Saved entries:
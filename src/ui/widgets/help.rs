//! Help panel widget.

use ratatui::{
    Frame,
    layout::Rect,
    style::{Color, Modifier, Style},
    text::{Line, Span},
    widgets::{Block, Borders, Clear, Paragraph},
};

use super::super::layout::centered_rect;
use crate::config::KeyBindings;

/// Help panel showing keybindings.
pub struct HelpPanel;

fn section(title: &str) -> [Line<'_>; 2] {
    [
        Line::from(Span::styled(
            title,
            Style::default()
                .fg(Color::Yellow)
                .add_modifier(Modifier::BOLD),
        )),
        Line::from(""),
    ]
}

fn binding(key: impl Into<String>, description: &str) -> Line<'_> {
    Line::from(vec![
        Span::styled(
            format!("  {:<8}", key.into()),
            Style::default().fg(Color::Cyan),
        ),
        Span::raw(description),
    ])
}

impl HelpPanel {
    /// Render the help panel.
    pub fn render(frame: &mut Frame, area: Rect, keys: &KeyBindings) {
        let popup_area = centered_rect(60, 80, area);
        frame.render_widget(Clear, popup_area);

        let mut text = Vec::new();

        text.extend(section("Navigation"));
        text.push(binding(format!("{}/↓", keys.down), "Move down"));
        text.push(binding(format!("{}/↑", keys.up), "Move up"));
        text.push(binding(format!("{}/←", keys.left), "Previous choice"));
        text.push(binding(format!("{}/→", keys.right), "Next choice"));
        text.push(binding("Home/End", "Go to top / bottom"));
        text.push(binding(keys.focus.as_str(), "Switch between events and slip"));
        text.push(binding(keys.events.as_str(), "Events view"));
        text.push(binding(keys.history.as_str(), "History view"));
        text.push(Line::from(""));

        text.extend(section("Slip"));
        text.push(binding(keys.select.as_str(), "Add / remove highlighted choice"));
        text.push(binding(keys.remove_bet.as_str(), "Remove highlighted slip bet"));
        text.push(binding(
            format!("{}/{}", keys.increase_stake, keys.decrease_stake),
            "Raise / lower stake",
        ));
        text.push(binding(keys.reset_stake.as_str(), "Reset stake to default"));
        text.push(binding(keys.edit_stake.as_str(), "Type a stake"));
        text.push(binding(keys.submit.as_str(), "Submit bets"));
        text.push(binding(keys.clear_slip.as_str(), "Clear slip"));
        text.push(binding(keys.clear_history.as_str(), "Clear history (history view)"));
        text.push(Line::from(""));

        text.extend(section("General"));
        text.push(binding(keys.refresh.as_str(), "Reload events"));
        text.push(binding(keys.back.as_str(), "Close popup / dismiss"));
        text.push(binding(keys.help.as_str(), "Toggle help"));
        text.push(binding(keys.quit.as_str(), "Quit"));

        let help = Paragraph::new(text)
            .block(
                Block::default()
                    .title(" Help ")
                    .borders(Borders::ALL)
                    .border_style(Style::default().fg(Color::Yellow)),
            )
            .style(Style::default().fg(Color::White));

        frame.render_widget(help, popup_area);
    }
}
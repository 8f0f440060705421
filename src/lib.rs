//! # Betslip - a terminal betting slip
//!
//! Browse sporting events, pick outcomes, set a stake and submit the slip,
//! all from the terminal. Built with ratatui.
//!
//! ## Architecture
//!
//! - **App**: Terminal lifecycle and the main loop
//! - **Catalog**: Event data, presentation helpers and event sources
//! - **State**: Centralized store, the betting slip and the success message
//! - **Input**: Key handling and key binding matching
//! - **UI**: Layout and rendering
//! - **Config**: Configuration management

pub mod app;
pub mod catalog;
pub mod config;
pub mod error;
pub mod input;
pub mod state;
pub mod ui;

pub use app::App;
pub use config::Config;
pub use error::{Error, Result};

Exercise description. Transcribe only what runs from the line with "pub mod ui;" to the last line above, keeping every line exactly as written.

Answer to this problem.
pub mod ui;

pub use app::App;
pub use config::Config;
pub use error::{Error, Result};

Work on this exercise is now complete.